**Directions for this task**
Once the line containing "fn show(&mut self, message: StatusMessage)" is found in the records below, return it and each following line exactly, up to and including the line containing "visible text changed", and nothing else.

----- Records shown

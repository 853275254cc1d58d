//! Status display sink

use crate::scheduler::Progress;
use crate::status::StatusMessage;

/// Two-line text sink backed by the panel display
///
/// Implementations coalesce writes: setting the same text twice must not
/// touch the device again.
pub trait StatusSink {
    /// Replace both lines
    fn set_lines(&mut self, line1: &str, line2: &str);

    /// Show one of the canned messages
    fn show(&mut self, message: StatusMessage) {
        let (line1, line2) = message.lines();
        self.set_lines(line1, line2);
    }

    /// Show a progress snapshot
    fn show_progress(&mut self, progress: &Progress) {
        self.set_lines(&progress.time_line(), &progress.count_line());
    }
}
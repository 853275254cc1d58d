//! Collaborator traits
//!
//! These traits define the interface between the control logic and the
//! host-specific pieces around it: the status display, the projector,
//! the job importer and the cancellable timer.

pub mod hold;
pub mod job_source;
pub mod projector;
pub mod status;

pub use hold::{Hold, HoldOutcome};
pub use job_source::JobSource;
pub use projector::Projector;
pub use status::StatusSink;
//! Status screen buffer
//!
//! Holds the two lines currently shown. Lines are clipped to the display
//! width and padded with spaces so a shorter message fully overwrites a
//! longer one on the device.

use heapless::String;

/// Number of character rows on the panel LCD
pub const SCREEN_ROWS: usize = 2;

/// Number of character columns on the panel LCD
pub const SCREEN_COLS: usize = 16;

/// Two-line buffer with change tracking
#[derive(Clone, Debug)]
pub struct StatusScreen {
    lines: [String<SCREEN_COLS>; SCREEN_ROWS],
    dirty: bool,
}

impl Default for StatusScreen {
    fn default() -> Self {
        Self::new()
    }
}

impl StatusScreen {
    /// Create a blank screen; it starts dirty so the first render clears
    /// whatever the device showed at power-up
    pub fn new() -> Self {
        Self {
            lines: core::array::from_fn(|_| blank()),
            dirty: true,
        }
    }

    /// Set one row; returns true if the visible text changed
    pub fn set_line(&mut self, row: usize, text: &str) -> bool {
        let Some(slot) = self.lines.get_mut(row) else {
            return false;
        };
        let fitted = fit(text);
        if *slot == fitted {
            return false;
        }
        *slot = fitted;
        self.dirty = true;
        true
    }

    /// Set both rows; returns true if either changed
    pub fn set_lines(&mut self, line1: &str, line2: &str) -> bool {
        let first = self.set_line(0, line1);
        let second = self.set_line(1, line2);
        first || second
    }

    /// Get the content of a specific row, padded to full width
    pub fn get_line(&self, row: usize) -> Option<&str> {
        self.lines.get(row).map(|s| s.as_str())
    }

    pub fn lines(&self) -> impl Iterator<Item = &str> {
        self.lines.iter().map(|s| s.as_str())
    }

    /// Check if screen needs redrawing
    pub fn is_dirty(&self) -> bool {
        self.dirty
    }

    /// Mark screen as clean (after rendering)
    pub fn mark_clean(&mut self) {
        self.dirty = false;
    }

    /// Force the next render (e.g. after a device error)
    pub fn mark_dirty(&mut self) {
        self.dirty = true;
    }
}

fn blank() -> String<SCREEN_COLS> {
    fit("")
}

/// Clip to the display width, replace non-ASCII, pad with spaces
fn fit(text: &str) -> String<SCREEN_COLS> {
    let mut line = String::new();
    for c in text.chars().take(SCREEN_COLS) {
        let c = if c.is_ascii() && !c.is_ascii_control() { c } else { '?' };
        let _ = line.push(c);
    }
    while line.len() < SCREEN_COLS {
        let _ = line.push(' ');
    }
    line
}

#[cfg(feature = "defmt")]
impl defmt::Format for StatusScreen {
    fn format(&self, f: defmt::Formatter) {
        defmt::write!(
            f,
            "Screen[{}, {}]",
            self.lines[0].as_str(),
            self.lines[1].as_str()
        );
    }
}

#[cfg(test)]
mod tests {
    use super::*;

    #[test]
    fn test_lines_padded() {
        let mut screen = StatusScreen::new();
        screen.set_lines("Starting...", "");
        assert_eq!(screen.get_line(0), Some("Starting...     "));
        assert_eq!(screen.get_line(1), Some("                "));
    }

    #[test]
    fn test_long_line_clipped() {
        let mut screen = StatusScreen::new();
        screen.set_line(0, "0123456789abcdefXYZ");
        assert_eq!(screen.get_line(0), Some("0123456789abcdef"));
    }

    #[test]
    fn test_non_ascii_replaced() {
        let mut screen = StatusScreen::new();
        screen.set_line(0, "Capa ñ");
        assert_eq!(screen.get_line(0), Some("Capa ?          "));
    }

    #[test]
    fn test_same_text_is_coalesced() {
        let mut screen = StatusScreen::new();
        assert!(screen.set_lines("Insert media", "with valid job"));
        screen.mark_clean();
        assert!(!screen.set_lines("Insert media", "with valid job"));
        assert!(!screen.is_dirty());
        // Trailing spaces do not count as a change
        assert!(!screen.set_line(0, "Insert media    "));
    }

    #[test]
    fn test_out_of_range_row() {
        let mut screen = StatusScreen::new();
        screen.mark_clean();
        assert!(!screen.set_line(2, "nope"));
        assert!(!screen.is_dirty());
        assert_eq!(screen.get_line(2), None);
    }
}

----------
----- Records shown

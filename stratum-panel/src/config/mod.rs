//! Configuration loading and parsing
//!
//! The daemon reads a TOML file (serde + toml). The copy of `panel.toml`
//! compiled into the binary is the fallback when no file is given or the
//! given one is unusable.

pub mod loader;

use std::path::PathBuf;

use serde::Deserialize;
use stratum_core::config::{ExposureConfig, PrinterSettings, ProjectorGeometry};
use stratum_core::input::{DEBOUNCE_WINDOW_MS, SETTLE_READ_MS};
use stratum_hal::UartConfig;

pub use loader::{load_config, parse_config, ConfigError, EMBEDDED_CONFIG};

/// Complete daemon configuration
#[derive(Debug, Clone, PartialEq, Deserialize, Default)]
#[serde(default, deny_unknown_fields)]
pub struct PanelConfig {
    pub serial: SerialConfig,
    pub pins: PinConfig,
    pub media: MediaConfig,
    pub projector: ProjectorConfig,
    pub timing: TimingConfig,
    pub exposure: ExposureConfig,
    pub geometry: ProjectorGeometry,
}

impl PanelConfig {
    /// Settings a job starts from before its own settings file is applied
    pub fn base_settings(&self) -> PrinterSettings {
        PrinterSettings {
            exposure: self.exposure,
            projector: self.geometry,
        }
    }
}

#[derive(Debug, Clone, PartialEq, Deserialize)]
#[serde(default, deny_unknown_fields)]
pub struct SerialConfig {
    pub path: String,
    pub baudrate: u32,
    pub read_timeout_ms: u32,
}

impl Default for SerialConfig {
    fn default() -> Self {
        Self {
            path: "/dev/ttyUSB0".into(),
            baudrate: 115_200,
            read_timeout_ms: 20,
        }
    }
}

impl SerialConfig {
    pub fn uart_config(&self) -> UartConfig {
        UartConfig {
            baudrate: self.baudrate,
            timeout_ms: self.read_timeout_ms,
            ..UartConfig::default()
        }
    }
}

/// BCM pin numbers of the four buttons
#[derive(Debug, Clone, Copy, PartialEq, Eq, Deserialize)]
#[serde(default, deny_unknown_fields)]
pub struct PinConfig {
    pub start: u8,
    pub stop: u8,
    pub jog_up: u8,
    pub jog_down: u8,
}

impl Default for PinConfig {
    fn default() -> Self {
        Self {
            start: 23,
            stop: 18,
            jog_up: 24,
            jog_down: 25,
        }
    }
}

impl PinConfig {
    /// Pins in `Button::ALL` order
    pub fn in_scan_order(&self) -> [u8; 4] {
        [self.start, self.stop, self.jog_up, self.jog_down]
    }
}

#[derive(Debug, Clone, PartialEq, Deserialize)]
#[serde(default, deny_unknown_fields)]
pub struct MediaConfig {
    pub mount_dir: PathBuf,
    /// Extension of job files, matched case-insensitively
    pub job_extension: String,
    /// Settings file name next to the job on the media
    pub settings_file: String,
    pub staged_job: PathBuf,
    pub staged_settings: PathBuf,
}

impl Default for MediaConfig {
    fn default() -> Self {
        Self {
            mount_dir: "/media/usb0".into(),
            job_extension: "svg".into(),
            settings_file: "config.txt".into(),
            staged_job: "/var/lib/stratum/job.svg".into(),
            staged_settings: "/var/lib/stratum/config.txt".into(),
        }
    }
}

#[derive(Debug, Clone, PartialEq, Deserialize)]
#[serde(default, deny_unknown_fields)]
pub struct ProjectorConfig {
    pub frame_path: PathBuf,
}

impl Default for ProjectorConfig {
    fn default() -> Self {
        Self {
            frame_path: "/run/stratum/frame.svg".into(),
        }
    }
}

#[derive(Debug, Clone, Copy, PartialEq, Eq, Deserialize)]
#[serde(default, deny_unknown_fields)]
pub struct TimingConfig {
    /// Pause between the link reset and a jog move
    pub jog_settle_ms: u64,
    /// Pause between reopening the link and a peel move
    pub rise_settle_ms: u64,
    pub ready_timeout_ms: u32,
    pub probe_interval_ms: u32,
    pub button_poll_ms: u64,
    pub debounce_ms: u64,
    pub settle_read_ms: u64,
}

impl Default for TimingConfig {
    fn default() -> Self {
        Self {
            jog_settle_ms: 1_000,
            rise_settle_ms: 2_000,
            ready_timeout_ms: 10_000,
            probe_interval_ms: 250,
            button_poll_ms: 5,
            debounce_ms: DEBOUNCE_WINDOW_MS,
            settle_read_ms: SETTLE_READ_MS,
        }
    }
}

----------

**Written response**
    fn show(&mut self, message: StatusMessage) {
        let (line1, line2) = message.lines();
        self.set_lines(line1, line2);
    }

    /// Show a progress snapshot
    fn show_progress(&mut self, progress: &Progress) {
        self.set_lines(&progress.time_line(), &progress.count_line());
    }
}
repository 853275254cc1d58d
//! Collaborator traits
//!
//! These traits define the interface between the control logic and the
//! host-specific pieces around it: the status display, the projector,
//! the job importer and the cancellable timer.

pub mod hold;
pub mod job_source;
pub mod projector;
pub mod status;

pub use hold::{Hold, HoldOutcome};
pub use job_source::JobSource;
pub use projector::Projector;
pub use status::StatusSink;
//! Status screen buffer
//!
//! Holds the two lines currently shown. Lines are clipped to the display
//! width and padded with spaces so a shorter message fully overwrites a
//! longer one on the device.

use heapless::String;

/// Number of character rows on the panel LCD
pub const SCREEN_ROWS: usize = 2;

/// Number of character columns on the panel LCD
pub const SCREEN_COLS: usize = 16;

/// Two-line buffer with change tracking
#[derive(Clone, Debug)]
pub struct StatusScreen {
    lines: [String<SCREEN_COLS>; SCREEN_ROWS],
    dirty: bool,
}

impl Default for StatusScreen {
    fn default() -> Self {
        Self::new()
    }
}

impl StatusScreen {
    /// Create a blank screen; it starts dirty so the first render clears
    /// whatever the device showed at power-up
    pub fn new() -> Self {
        Self {
            lines: core::array::from_fn(|_| blank()),
            dirty: true,
        }
    }

    /// Set one row; returns true if the visible text changed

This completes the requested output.